> [INSTRUCTIONS FOR THE TASK] Determine how many lines in the records include "field". Write the number and nothing more.

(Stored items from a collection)
┌──

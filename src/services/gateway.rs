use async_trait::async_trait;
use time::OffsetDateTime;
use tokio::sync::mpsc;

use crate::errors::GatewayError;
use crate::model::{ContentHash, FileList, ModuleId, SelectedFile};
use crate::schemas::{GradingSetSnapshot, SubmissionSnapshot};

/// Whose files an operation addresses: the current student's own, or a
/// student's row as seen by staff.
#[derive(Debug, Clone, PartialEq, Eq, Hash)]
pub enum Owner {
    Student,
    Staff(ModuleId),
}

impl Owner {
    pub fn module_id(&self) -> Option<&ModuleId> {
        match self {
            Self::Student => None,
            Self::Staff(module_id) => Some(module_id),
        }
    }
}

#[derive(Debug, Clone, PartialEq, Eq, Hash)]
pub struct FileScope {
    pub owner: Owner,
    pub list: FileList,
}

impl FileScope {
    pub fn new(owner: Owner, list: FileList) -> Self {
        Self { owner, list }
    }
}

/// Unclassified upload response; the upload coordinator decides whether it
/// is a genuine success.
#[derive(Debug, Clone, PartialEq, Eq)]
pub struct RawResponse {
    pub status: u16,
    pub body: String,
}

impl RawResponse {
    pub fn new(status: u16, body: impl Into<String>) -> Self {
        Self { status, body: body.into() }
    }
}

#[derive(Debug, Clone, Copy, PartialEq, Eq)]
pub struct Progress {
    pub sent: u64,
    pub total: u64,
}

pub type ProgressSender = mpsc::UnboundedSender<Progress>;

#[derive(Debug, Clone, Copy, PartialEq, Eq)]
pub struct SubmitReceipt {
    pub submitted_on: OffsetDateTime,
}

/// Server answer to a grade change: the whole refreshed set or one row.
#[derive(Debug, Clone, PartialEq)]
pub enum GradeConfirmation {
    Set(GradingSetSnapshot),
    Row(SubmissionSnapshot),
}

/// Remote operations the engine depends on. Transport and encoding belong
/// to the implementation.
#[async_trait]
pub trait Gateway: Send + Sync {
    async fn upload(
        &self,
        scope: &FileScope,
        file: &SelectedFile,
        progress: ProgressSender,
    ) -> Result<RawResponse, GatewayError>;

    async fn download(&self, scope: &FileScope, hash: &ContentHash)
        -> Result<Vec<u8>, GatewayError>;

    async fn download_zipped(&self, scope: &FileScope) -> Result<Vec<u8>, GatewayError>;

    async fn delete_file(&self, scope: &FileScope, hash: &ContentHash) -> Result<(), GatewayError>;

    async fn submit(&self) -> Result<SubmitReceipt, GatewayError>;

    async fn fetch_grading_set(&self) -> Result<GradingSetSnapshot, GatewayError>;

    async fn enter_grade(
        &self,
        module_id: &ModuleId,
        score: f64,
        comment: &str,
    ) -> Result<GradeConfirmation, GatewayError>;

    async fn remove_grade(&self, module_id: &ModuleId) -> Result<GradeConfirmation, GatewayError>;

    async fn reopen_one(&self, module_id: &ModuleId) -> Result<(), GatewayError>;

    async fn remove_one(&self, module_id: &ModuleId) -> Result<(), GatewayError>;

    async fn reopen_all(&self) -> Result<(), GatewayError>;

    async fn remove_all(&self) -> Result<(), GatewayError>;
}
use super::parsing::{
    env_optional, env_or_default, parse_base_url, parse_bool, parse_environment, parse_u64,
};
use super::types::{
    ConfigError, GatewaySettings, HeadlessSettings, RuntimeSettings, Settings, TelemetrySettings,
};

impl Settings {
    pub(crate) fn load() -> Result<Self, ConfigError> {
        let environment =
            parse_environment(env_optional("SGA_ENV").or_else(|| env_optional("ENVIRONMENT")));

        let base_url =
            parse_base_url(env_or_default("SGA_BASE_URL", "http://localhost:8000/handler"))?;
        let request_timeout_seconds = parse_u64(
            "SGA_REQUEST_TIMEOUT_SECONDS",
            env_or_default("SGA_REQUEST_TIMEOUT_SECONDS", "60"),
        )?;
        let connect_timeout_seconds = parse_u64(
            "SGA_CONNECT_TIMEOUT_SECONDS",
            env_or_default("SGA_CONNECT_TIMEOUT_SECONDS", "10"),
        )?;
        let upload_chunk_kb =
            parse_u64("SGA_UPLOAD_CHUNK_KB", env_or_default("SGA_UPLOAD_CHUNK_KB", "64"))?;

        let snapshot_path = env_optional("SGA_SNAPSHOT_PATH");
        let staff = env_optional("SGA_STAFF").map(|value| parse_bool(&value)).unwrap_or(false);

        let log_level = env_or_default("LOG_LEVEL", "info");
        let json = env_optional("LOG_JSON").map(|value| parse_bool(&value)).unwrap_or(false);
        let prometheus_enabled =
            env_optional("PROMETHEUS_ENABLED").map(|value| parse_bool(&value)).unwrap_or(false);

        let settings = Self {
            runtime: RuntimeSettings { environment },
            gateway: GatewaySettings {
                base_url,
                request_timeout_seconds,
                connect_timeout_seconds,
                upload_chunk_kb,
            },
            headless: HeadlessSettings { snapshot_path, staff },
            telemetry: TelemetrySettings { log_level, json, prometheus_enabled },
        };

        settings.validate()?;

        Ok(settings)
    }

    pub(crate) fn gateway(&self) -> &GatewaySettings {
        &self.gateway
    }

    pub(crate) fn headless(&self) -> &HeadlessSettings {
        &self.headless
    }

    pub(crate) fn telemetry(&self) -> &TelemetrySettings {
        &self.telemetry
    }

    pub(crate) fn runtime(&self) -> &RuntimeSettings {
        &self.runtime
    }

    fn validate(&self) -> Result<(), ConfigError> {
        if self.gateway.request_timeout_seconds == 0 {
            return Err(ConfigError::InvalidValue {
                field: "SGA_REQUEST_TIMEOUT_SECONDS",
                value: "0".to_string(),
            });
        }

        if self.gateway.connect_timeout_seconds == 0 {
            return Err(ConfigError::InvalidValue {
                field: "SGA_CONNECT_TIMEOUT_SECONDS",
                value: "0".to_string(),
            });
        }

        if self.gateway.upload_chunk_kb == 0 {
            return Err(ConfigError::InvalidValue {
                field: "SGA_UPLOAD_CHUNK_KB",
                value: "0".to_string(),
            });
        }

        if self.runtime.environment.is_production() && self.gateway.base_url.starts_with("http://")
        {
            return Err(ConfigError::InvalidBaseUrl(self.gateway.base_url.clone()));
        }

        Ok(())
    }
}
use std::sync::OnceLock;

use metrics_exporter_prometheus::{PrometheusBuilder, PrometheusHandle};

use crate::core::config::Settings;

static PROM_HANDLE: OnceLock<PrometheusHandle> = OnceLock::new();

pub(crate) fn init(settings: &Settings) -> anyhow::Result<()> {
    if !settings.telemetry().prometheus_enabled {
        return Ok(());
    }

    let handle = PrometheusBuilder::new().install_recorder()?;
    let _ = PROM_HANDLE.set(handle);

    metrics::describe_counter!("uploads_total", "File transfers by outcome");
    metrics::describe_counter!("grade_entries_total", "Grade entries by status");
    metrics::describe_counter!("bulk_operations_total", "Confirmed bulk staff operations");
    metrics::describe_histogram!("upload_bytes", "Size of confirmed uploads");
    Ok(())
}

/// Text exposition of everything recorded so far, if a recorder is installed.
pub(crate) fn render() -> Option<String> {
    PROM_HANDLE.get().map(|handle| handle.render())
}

└──
┌──

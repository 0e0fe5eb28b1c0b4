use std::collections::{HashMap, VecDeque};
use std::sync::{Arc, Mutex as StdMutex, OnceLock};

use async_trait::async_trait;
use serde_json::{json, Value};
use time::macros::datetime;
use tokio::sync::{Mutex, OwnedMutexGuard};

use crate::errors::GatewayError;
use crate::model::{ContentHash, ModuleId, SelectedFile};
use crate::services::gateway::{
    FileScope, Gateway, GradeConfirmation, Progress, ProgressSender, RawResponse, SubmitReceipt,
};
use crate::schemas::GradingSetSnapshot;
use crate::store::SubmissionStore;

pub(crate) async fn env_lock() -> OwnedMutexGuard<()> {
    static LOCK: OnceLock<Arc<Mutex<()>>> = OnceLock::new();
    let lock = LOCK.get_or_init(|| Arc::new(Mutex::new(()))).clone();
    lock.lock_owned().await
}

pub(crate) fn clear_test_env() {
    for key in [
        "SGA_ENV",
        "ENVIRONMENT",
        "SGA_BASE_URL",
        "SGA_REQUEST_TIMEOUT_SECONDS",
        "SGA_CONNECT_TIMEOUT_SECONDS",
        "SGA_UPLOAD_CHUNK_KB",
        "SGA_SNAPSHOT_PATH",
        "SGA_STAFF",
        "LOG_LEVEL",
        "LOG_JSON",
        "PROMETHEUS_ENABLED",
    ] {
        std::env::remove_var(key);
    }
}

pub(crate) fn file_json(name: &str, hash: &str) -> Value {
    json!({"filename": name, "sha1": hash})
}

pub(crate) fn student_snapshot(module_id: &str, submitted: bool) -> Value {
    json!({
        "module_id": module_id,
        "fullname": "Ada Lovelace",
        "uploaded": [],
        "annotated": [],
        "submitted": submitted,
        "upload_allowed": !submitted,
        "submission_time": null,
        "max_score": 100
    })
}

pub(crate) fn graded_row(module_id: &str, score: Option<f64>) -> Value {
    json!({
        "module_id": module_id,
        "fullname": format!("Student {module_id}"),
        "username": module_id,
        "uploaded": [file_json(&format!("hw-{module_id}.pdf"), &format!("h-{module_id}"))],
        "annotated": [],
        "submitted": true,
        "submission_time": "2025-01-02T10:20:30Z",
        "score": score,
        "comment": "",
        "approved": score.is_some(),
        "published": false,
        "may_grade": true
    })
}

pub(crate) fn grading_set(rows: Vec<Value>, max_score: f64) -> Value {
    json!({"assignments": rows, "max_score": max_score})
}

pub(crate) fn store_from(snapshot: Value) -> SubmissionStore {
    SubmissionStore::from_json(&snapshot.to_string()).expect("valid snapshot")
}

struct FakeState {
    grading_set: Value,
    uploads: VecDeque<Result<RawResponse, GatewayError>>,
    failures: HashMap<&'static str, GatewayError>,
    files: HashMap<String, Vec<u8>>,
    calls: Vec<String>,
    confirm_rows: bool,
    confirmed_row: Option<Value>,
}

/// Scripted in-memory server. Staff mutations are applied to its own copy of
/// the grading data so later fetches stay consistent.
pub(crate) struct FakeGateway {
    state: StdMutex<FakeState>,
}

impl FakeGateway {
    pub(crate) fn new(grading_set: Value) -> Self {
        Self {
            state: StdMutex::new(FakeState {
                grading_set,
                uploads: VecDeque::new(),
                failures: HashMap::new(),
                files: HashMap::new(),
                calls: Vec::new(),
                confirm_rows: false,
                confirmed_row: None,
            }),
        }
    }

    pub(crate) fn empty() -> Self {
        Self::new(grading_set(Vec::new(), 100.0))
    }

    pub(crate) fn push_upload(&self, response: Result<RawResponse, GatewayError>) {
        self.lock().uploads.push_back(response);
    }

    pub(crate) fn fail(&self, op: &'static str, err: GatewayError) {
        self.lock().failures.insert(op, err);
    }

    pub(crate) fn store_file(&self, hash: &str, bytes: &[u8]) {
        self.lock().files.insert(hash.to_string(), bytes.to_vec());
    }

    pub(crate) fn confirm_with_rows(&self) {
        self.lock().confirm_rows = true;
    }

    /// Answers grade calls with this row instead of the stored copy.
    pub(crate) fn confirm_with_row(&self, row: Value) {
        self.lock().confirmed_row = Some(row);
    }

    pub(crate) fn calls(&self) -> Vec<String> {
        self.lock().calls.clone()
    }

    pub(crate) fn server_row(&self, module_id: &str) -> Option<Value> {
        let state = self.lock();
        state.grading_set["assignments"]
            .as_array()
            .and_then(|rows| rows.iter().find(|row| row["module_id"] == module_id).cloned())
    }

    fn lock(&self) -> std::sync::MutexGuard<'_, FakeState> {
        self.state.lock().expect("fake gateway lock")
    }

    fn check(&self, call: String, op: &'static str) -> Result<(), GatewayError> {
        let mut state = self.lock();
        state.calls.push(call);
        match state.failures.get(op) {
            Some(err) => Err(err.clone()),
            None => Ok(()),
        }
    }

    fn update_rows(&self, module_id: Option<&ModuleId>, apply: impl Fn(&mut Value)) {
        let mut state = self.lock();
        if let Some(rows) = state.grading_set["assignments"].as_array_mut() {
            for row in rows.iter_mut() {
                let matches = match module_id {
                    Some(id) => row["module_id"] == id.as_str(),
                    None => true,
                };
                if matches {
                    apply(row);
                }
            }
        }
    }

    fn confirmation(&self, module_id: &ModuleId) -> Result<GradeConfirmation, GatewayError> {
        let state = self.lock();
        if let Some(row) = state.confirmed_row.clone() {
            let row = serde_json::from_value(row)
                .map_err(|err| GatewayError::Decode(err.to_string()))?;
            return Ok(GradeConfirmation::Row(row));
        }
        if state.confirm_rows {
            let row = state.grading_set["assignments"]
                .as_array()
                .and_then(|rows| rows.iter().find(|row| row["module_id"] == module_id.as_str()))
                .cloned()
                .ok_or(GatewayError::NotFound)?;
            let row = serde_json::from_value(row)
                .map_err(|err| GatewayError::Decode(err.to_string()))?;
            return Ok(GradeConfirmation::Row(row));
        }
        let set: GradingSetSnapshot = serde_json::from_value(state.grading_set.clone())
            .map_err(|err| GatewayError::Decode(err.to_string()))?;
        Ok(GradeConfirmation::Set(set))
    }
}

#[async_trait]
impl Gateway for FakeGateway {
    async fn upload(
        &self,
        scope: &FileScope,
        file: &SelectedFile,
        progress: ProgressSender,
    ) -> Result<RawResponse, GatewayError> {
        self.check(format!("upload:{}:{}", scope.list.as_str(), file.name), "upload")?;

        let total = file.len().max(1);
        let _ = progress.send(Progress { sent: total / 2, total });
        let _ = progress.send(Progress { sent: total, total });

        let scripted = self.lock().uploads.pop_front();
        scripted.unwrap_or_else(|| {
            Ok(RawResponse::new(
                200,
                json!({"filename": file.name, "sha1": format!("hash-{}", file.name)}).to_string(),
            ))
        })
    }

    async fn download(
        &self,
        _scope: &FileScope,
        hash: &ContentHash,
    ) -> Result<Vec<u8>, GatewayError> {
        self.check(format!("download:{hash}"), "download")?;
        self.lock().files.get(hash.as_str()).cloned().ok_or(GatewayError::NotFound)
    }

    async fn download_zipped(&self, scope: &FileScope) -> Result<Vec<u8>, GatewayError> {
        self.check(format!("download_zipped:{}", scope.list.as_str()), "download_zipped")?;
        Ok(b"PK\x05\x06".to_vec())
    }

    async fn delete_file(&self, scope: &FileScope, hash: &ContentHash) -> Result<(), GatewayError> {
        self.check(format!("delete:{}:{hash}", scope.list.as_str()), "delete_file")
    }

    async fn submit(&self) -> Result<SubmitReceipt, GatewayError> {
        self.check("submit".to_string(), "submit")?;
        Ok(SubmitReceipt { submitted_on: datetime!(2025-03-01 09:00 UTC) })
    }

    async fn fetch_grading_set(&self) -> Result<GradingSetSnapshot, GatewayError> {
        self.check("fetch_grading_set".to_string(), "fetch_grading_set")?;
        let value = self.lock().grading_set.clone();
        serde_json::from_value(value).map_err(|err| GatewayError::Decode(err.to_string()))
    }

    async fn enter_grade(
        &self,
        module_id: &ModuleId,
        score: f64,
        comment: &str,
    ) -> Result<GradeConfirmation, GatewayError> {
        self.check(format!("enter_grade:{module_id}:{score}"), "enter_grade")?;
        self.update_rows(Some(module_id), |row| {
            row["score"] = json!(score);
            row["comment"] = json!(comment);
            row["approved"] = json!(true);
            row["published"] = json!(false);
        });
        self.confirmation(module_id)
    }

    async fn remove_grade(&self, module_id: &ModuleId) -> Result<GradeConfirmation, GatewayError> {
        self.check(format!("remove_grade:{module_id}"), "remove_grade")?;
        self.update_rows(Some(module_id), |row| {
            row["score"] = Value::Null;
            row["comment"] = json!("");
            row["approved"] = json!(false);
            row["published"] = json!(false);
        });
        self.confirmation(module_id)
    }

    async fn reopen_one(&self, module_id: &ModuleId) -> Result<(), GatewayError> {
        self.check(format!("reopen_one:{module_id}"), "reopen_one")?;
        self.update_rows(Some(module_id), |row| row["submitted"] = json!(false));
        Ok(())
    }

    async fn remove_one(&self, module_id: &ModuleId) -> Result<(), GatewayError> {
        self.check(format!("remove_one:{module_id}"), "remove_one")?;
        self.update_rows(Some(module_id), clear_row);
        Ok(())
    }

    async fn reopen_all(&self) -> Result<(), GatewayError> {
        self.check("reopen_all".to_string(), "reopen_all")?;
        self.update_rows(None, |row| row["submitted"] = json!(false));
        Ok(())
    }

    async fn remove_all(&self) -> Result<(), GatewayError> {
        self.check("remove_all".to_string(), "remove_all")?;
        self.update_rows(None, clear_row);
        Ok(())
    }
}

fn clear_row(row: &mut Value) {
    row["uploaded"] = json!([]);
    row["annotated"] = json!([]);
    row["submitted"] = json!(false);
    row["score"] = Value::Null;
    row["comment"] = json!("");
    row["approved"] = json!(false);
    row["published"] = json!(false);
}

└──

> [EXERCISE ANSWER] 3